Heptapod 0.6.0 released
We're glad to announce the release of Heptapod 0.6.0, on Docker Hub. This version adds workflow and import features, and makes contributing easier.
While the 0.5 series was mostly about fixing the automatic detection of merges done by pushing public changesets directly from the command line, this new version should allow Heptapod user base to grow beyond its current core of early adopters, thanks to two important user features:
- The intended default simple and elegant workflow is provided out of the box.
- The standard GitLab "import from URL" feature has been finally ported to Mercurial.
On top of that, we made some preparations to make it easier to contribute to Heptapod (lots of low hanging fruits in the UI!), had a minor base GitLab version bump for the first time, and of course fixed a handful of bugs.
A traditional changelog is provided in the full description of the Docker image, with emphasis on backwards compatibility. In the remainings of this post, we'd like to focus on the possibilities that this new version opens.
Workflow
The creators of Heptapod had this vision from the beginning of the project: not only to provide the Merge Request centric workflow that is currently the paradigm of open development but also to have it integrated by default with the non-destructive history rewriting capabilities of current Mercurial with changeset evolution and topics: safe and easy squashes, splits, rebases, you name it. No need to be a DVCS expert, no need to jeopardize a whole project by force pushing on a regular basis.
This is done by a series of server side decisions. All of these are explained and motivated in the Heptapod workflow blogpost. The end result is that
- topics are for short-lived feature branches, they are fully rewritable (draft phase).
- non-topic changesets are completely immutable, as in traditional Mercurial, and writable to the project Master role only.
For projects that can't or won't work in this way, be it for deep reasons or transitional in nature, the server-side settings that enforce this can be changed, see the FAQ workflow section </pages/faq.html#workflow.
Import from URL
Because of various timeouts that can't be reasonably set to very long values, creating a new Project by a direct push is not realistic for large projects. Fortunately, GitLab comes with the machinery to import from various Git sources, and in particular from BitBucket.
In this version, we started with the most generic import: creating a Project by the HTTP URL of a remote repository.
People interested into migrating from Bitbucket and needing to carry issues, merge requests etc. over can already use it for an early test, knowing that the full Bitbucket import is probably just around the corner.
Limitations
This Mercurial import is rather young and we know there's a good variety of pathological cases around, so we don't expect it to work in all situations.
- the import feature has its own timeout, set by default to 800 seconds, that can be modified by the instance's systems adminstrator.

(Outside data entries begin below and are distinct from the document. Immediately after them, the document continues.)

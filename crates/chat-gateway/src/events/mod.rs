//! Gateway events
//!
//! Dispatch event names, their payloads, and the events published to
//! consumers once a payload has been applied to the cache.

mod event_types;
mod payloads;
mod shard_event;

pub use event_types::GatewayEventType;
pub use payloads::{
    ChannelPayload, ChannelPinsPayload, EmojiPayload, GuildBanPayload, GuildEmojisPayload,
    GuildParts, GuildPayload, GuildRoleDeletePayload, GuildRolePayload, MemberPayload,
    MemberRemovePayload, MemberUpdatePayload, MembersChunkPayload, MessageDeleteBulkPayload,
    MessageDeletePayload, MessageParts, MessagePayload, MessageReactionPayload,
    MessageReactionRemoveAllPayload, MessageUpdatePayload, PartialMemberPayload,
    PartialUserPayload, PresencePayload, ReactionEmojiPayload, ReactionPayload, ReadyEvent,
    RolePayload, TypingStartPayload, UnavailableGuild, UserPayload, VoiceServerPayload,
    VoiceStatePayload,
};
pub use shard_event::ShardEvent;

- the import can fail on repositories with instability orphan changesets, divergent ones. Try and have the most of instability resolved before importing.
We'll fix problematic cases in the forthcoming releases, but for that, we need them to be reported on https://dev.heptapod.net, and if it's about publically available repositories, you won't even need to send us the logs, the URL will be enough.
Development process
Various actions were taken to make it easier to integrate external contributors and to streamline our development.
Project management
In this cycle we also started to
- rework our milestones. These will serve as a roadmap for the time being, but we won't hesitate to postpone issues.
- put labels on our issues
Developer tools
- the full description of the heptapod-dev Docker image will serve as a contributor's guide
- the build-launch script makes it easier to get working on a local Docker container.